Today in Vietnam Buddhists make a 13.3% of the total population, and Christians a declared 7.6% with 6.6% being Catholic. Hoahao Buddhists make up 1.4%, Caodaism followers 1% and followers of other religions including Hinduism, Islam, and the Baháʼí Faith, representing less than 0.2% of the population. Folk religion has experienced a revival since the 1980s, and it's widely believed that the official 7.6% of the population being Christian is in error, and actually over 10% of the population is Catholic. The Catholic faith in Vietnam is so vibrant that it now supplies Priests to the United States, as the nation has a surplus of Priests itself. Looked at this way, Buddhists and Christians are overrepresented in the United States in comparison to Vietnam, but it might actually present a more accurate make up of the Vietnamese religious makeup.
Or perhaps not. One of the groups that most feared a Communist takeover in Vietnam were Catholics, and for good reasons. Catholicism has always been antithetical to Communism and in many instances it was credited with being the only effective force on the Globe opposing it. Elsewhere in the same general region of the world, some credibly credit the CAtholic Church for preventing mid 20th Century Australia from falling into Communism, something the far left in that country still strongly resents. Catholics were well represented in the South Vietnamese government and military, and interestingly some of the leaders of its military converted to teh Faith during the war or even after it.

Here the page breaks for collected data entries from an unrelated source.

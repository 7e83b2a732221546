//! Score-driven scroll speed ramp
//!
//! Score grows by `scroll_speed / 60` per playing tick. Every time the whole
//! score reaches the next multiple of the threshold, the scroll speed steps up
//! and the difficulty level increments, at most once per tick.

use serde::{Deserialize, Serialize};

use crate::Settings;
use crate::consts::TICKS_PER_SECOND;

/// Scroll speed and difficulty level for one run
#[derive(Debug, Clone, Serialize, Deserialize)]
pub struct Difficulty {
    pub scroll_speed: f32,
    pub level: u32,
    base_speed: f32,
    step: f32,
    threshold: u32,
    /// Next whole score that raises the level
    next_threshold: u32,
}

impl Difficulty {
    pub fn new(settings: &Settings) -> Self {
        Self {
            scroll_speed: settings.base_scroll_speed,
            level: 0,
            base_speed: settings.base_scroll_speed,
            step: settings.scroll_speed_step,
            threshold: settings.difficulty_threshold.max(1),
            next_threshold: settings.difficulty_threshold.max(1),
        }
    }

    /// Score gained in one tick at the current speed
    #[inline]
    pub fn score_increment(&self) -> f32 {
        self.scroll_speed / TICKS_PER_SECOND
    }

    pub fn next_threshold(&self) -> u32 {
        self.next_threshold
    }

    /// Raise the level if `score` has reached the next threshold. Returns true
    /// when a raise happened.
    pub fn check(&mut self, score: f32) -> bool {
        let whole = score.max(0.0).floor() as u32;
        if whole == 0 || whole < self.next_threshold {
            return false;
        }

        self.scroll_speed += self.step;
        self.level += 1;
        self.next_threshold = (whole / self.threshold + 1) * self.threshold;
        log::info!(
            "Difficulty {} at score {} (scroll speed {:.1})",
            self.level,
            whole,
            self.scroll_speed
        );
        true
    }

    /// Stop the world while the player is dead
    pub fn freeze(&mut self) {
        self.scroll_speed = 0.0;
    }

    /// Back to the base speed and level zero
    pub fn reset(&mut self) {
        self.scroll_speed = self.base_speed;
        self.level = 0;
        self.next_threshold = self.threshold;
    }
}

#[cfg(test)]
mod tests {
    use super::*;

    fn difficulty() -> Difficulty {
        Difficulty::new(&Settings::default())
    }

    #[test]
    fn test_crossing_threshold_fires_once() {
        let mut d = difficulty();
        assert!(!d.check(19.9));
        assert!(d.check(20.1));
        assert_eq!(d.level, 1);
        assert!((d.scroll_speed - 2.3).abs() < 1e-6);

        // Still inside the same threshold on later ticks
        assert!(!d.check(20.13));
        assert!(!d.check(20.99));
        assert!(!d.check(39.99));
        assert_eq!(d.level, 1);
    }

    #[test]
    fn test_next_multiple_fires_again() {
        let mut d = difficulty();
        d.check(20.0);
        assert_eq!(d.next_threshold(), 40);
        assert!(d.check(40.02));
        assert_eq!(d.level, 2);
        assert!((d.scroll_speed - 2.6).abs() < 1e-6);
    }

    /// The raise is an edge check against the stored next multiple, so a
    /// whole score that skips past 40 still raises once. A modulo equality
    /// check would miss 41 entirely. The score itself is never bumped after
    /// a raise; the stored threshold is what keeps later ticks from firing.
    #[test]
    fn test_large_jump_counts_one_crossing() {
        let mut d = difficulty();
        assert!(!d.check(19.0));
        assert!(d.check(41.0));
        assert_eq!(d.level, 1);
        assert_eq!(d.next_threshold(), 60);
        assert!(!d.check(41.0), "same score does not raise twice");
        assert_eq!(d.level, 1);
    }

    #[test]
    fn test_zero_score_never_fires() {
        let mut d = difficulty();
        assert!(!d.check(0.0));
        assert!(!d.check(0.5));
        assert_eq!(d.level, 0);
    }

    #[test]
    fn test_accumulated_ticks_fire_exactly_once() {
        let mut d = difficulty();
        let mut score = 0.0f32;
        let mut raises = 0;
        // Long enough to cross 20 but not 40 at the base speed
        for _ in 0..(60 * 15) {
            score += d.score_increment();
            if d.check(score) {
                raises += 1;
            }
        }
        assert_eq!(raises, 1);
        assert!(score > 20.0 && score < 40.0);
    }

    #[test]
    fn test_reset_restores_base() {
        let mut d = difficulty();
        d.check(60.0);
        d.freeze();
        assert_eq!(d.scroll_speed, 0.0);
        d.reset();
        assert_eq!(d.scroll_speed, 2.0);
        assert_eq!(d.level, 0);
        assert_eq!(d.next_threshold(), 20);
    }
}
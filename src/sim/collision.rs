//! Contact resolution for the player against the wrapped space
//!
//! Horizontal and vertical motion are resolved separately. The horizontal
//! pass only stops against solids. The vertical pass lands on solids, slides
//! around the corners of solids it barely clips, and treats landing on a
//! platform as fatal.

use super::player::{Player, Support};
use super::space::{BodyKind, Tags, WrappedSpace};

/// Largest vertical step resolved in one tick
pub const MAX_VERTICAL_STEP: f32 = 16.0;
/// Largest sideways nudge allowed when sliding around a solid corner
pub const MAX_SLIDE: f32 = 8.0;

/// Move the player by its horizontal speed, stopping flush against solids
pub fn resolve_horizontal(player: &mut Player, space: &mut WrappedSpace) {
    let Some(mut pos) = space.get(player.body).map(|b| b.pos) else {
        return;
    };

    let mut dx = player.speed.x;
    if let Some(contact) = space.query(player.body, player.speed.x, 0.0, Tags::SOLID) {
        if let Some(cell) = contact.cells.first() {
            dx = contact.contact_with_cell(cell, space.cell_size()).x;
        }
        player.speed.x = 0.0;
    }

    pos.x += dx;
    space.move_to(player.body, pos);
}

/// Resolve vertical contacts and return the corrected vertical delta.
///
/// Updates `on_ground`, `ignore_platform` and `dead` as side effects. The
/// delta is only applied by the caller in jump mode.
pub fn resolve_vertical(player: &mut Player, space: &mut WrappedSpace) -> f32 {
    player.on_ground = None;

    let mut dy = player.speed.y.clamp(-MAX_VERTICAL_STEP, MAX_VERTICAL_STEP);
    let mut cast = dy;
    // Look one pixel further when falling so contact is seen before overlap
    if dy >= 0.0 {
        cast += 1.0;
    }

    let Some(contact) = space.query(player.body, 0.0, cast, Tags::GROUND) else {
        return dy;
    };
    let Some(me) = space.get(player.body).cloned() else {
        return dy;
    };

    if let Some(first) = contact.cells.first() {
        if dy >= 0.0 && space.cell_has_tags(first.coord, Tags::SOLID) {
            let slide = space
                .slide_against_cell(&contact, first, Tags::SOLID)
                .filter(|s| s.x.abs() <= MAX_SLIDE);
            if let Some(slide) = slide {
                let mut pos = me.pos;
                pos.x += slide.x;
                space.move_to(player.body, pos);
                return dy;
            }
        }
    }

    // Ground candidate height, for comparing against solids below
    let mut ground_top: Option<f32> = None;

    let platform = contact.bodies_by_tags(Tags::PLATFORM).find(|b| match b.kind {
        BodyKind::Platform { slot } => player.ignore_platform != Some(slot),
        _ => true,
    });
    if let Some(platform) = platform {
        let overlaps = !(me.right() < platform.pos.x || me.pos.x > platform.right());
        if overlaps && me.pos.y - me.size.y < platform.pos.y {
            dy = contact.contact_with_body(platform).y;
            player.on_ground = Some(match platform.kind {
                BodyKind::Platform { slot } => Support::Platform { slot },
                _ => Support::Body(platform.id),
            });
            ground_top = Some(platform.pos.y);
            player.dead = true;
        }
    }

    if let Some(solid) = contact.bodies_by_tags(Tags::SOLID).next() {
        if ground_top.is_none_or(|top| top >= solid.pos.y) {
            dy = contact.contact_with_body(solid).y;
            player.speed.y = 0.0;
            if solid.pos.y > me.pos.y {
                player.on_ground = Some(Support::Body(solid.id));
            }
        }
    }

    if player.on_ground.is_some() {
        player.ignore_platform = None;
    }

    dy
}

Buddhism was introduced to Vietnam in the 2nd or 3d centuries BC, so its presence there is very old. Christianity in Vietnam is mostly the story of Catholicism there, and was introduced by the Portuguese, not the French as is so commonly assumed. Vietnam was never part of the Portuguese Empire, but its influence was very long, and very significant. The Vietnamese alphabet was developed by the Portuguese.
The Communist Vietnamese government has always been hostile to religion in general and openly repressive against some. Catholic have notably been oppressed, and the native Cao Đài religion, which originated as late as 1926, was oppressed by both the Republic of Vietnam and Communist Vietnam.
France did of course have all sorts of influences on Vietnam due to its conquest of Indochina which commenced in 1858 and ran to 1885. The very first Vietnamese refugees I met in the US spoke French as well and their native language, reflecting that they had been educated during the French colonial period. Today that number has dropped way off, with their being no need for French in daily life. A much higher percentage of Vietnamese in Vietnam speak English today than French. One of the very first refugees I met, who had been an engineer in Vietnam, but who worked as a city mechanic in the US, struggled with English, but spoke French fluently.
At one time the Vietnamese Diaspora retained a close cultural connection with the defeated Republic of Vietnam and in some places, they still do. Republic of Vietnam flags were prominent in some locations this past month in areas with large Vietnamese populations and they were displayed during commemorations of the fall of Saigon. However, there are a not insignificant number of Vietnamese now who are post war immigrants, and whose association is not as strong or there at all. The Republic of Vietnam itself is officially detested in Vietnam, and often open views about the Republic reflect the same.
Vietnamese in the US often express the hope that someday the separated people can be united somehow, something that's common for diaspora people. But it won't come to be so. As time moves on, the Vietnamese in the US will become more and more American, like Italian Americans are and Irish Americans, and less Vietnamese. Part of that will occur through intermarriage, which is occuring in the US but which interestingly was not a common occurrence during the French occupation of Vietnam or the Vietnam War, with the cultural differences at the time simply being to vast for it to arise frequently.